● **Input**

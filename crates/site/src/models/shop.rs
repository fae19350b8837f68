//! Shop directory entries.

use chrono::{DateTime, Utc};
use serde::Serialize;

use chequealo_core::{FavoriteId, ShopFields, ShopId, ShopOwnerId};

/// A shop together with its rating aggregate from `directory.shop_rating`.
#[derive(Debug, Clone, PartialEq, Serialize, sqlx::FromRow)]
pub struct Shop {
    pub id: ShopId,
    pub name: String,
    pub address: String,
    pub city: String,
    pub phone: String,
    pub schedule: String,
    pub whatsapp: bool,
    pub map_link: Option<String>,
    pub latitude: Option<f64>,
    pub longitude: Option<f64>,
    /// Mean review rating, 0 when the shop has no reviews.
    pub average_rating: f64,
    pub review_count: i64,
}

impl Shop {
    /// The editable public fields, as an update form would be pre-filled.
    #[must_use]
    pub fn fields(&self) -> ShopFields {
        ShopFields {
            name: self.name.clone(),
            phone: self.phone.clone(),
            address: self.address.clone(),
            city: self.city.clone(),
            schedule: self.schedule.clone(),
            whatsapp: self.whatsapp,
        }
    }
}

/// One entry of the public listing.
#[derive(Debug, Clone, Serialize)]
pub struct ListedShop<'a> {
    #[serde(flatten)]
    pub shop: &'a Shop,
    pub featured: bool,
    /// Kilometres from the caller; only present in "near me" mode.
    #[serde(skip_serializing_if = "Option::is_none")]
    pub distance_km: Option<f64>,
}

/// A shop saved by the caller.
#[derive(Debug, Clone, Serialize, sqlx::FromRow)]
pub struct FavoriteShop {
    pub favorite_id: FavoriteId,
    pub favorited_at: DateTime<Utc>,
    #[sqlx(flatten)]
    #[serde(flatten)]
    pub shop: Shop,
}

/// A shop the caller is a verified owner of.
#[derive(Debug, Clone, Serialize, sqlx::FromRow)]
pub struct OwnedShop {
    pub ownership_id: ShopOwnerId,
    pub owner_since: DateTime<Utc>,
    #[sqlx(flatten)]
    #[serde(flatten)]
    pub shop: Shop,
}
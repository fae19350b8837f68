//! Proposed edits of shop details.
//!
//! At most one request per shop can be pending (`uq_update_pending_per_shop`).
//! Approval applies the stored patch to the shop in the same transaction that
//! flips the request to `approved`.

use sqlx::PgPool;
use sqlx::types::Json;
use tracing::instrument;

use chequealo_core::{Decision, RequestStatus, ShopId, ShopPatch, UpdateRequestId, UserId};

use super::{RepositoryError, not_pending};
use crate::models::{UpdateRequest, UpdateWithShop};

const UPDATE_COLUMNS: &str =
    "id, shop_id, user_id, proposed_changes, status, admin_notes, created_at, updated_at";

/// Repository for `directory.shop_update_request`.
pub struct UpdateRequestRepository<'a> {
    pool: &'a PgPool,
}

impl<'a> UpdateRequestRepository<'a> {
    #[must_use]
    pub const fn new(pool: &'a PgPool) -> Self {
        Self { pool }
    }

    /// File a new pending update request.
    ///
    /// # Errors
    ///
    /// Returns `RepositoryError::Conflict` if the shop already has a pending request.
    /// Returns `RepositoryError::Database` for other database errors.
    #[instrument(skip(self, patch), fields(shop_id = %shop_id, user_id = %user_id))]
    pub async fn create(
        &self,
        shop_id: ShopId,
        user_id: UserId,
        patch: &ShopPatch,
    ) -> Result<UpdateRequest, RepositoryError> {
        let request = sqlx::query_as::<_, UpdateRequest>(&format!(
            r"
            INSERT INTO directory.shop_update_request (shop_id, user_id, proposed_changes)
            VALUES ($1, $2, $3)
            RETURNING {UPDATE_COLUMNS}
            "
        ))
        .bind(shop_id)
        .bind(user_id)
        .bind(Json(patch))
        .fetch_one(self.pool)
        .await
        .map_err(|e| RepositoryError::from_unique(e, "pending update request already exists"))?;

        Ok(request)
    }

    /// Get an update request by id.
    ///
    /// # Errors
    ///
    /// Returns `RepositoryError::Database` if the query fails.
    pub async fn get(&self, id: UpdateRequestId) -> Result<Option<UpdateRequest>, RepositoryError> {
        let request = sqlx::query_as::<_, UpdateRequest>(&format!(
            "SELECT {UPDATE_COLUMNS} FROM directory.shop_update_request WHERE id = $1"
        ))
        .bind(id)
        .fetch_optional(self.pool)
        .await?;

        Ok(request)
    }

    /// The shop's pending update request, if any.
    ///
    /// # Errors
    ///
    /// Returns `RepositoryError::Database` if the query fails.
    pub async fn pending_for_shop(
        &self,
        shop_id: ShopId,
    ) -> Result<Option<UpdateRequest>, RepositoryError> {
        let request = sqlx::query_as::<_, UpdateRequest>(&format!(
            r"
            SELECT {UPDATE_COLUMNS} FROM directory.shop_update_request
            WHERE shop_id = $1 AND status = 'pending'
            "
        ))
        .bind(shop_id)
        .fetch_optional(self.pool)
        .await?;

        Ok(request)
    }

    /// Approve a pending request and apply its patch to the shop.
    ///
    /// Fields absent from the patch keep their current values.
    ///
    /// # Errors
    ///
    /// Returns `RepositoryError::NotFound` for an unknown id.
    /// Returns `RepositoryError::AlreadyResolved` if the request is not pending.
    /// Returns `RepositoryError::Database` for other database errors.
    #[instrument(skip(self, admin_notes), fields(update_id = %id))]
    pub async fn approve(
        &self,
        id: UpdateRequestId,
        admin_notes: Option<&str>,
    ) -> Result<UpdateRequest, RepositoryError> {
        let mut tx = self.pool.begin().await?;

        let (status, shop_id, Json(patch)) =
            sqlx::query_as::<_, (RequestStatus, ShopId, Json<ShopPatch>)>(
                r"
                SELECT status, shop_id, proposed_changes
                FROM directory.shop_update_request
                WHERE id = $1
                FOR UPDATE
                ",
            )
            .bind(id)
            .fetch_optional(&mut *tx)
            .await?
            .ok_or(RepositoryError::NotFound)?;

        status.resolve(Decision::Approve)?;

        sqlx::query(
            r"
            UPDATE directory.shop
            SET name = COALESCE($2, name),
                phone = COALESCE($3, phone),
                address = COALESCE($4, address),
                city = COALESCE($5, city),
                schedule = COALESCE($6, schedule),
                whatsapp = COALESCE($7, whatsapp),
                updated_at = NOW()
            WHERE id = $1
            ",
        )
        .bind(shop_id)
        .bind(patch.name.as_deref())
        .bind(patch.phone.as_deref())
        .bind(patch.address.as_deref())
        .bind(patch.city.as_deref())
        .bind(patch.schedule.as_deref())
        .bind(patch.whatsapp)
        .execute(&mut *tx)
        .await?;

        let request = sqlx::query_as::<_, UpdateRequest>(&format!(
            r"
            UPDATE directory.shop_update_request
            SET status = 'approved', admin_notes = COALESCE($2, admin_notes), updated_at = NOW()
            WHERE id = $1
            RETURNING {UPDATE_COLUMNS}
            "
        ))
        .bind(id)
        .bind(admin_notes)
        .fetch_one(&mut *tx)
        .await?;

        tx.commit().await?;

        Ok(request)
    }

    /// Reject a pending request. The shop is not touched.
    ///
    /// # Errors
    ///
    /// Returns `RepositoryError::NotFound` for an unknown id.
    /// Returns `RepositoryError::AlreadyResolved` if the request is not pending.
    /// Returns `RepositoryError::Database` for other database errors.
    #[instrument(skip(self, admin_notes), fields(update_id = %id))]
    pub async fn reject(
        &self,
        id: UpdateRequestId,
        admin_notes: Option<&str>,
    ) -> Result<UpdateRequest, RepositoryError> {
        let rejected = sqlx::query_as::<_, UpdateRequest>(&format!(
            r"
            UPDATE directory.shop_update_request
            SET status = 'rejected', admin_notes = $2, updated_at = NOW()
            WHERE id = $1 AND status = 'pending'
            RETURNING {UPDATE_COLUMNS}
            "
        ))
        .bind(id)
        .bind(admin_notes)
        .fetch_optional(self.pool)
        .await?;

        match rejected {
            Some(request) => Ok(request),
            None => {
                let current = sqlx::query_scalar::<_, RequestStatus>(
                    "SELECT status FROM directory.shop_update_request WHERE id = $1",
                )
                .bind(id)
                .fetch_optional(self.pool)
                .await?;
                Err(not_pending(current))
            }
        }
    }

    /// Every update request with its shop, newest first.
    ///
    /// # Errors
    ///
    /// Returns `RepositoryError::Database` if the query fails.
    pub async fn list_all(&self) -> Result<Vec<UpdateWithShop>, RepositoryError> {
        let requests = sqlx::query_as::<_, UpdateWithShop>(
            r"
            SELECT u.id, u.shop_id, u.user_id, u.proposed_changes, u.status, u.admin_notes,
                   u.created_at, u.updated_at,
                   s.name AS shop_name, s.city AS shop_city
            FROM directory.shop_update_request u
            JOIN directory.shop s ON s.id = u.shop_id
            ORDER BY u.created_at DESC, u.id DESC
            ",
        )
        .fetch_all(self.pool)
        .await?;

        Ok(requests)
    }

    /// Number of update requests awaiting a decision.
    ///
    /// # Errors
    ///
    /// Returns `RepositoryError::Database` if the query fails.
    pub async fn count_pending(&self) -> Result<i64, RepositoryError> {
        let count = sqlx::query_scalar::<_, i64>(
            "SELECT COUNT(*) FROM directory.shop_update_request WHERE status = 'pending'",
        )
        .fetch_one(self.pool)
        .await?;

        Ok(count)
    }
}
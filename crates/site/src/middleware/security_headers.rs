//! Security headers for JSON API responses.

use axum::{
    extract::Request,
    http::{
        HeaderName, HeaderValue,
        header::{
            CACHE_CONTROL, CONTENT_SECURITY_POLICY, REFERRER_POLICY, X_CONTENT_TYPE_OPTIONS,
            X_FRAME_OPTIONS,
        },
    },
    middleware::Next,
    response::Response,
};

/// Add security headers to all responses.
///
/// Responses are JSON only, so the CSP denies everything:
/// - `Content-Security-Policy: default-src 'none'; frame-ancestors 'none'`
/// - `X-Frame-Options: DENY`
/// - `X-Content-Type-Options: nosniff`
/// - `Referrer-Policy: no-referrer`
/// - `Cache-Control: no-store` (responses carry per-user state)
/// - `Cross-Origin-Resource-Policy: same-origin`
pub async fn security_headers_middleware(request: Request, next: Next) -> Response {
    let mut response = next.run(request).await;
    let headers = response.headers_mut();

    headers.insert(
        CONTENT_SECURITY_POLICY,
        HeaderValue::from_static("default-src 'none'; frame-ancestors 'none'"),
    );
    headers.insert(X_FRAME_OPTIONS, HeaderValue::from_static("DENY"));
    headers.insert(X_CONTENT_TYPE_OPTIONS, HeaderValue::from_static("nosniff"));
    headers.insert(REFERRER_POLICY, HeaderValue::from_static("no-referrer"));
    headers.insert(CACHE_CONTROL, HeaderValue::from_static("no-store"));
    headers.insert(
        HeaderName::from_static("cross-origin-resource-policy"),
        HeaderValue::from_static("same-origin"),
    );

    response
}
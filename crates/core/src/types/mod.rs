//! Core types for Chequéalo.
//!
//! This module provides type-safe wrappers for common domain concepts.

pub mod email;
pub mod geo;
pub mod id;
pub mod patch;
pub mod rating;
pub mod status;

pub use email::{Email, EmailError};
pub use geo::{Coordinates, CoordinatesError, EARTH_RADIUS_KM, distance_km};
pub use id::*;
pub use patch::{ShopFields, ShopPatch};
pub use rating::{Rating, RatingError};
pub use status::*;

● **Problem description**
Restate word for word the entries above, starting at the line with "carry per-user state)" and ending at the line with "let mut response", inclusive, and no others.

● **Written answer**
/// - `Cache-Control: no-store` (responses carry per-user state)
/// - `Cross-Origin-Resource-Policy: same-origin`
pub async fn security_headers_middleware(request: Request, next: Next) -> Response {
    let mut response = next.run(request).await;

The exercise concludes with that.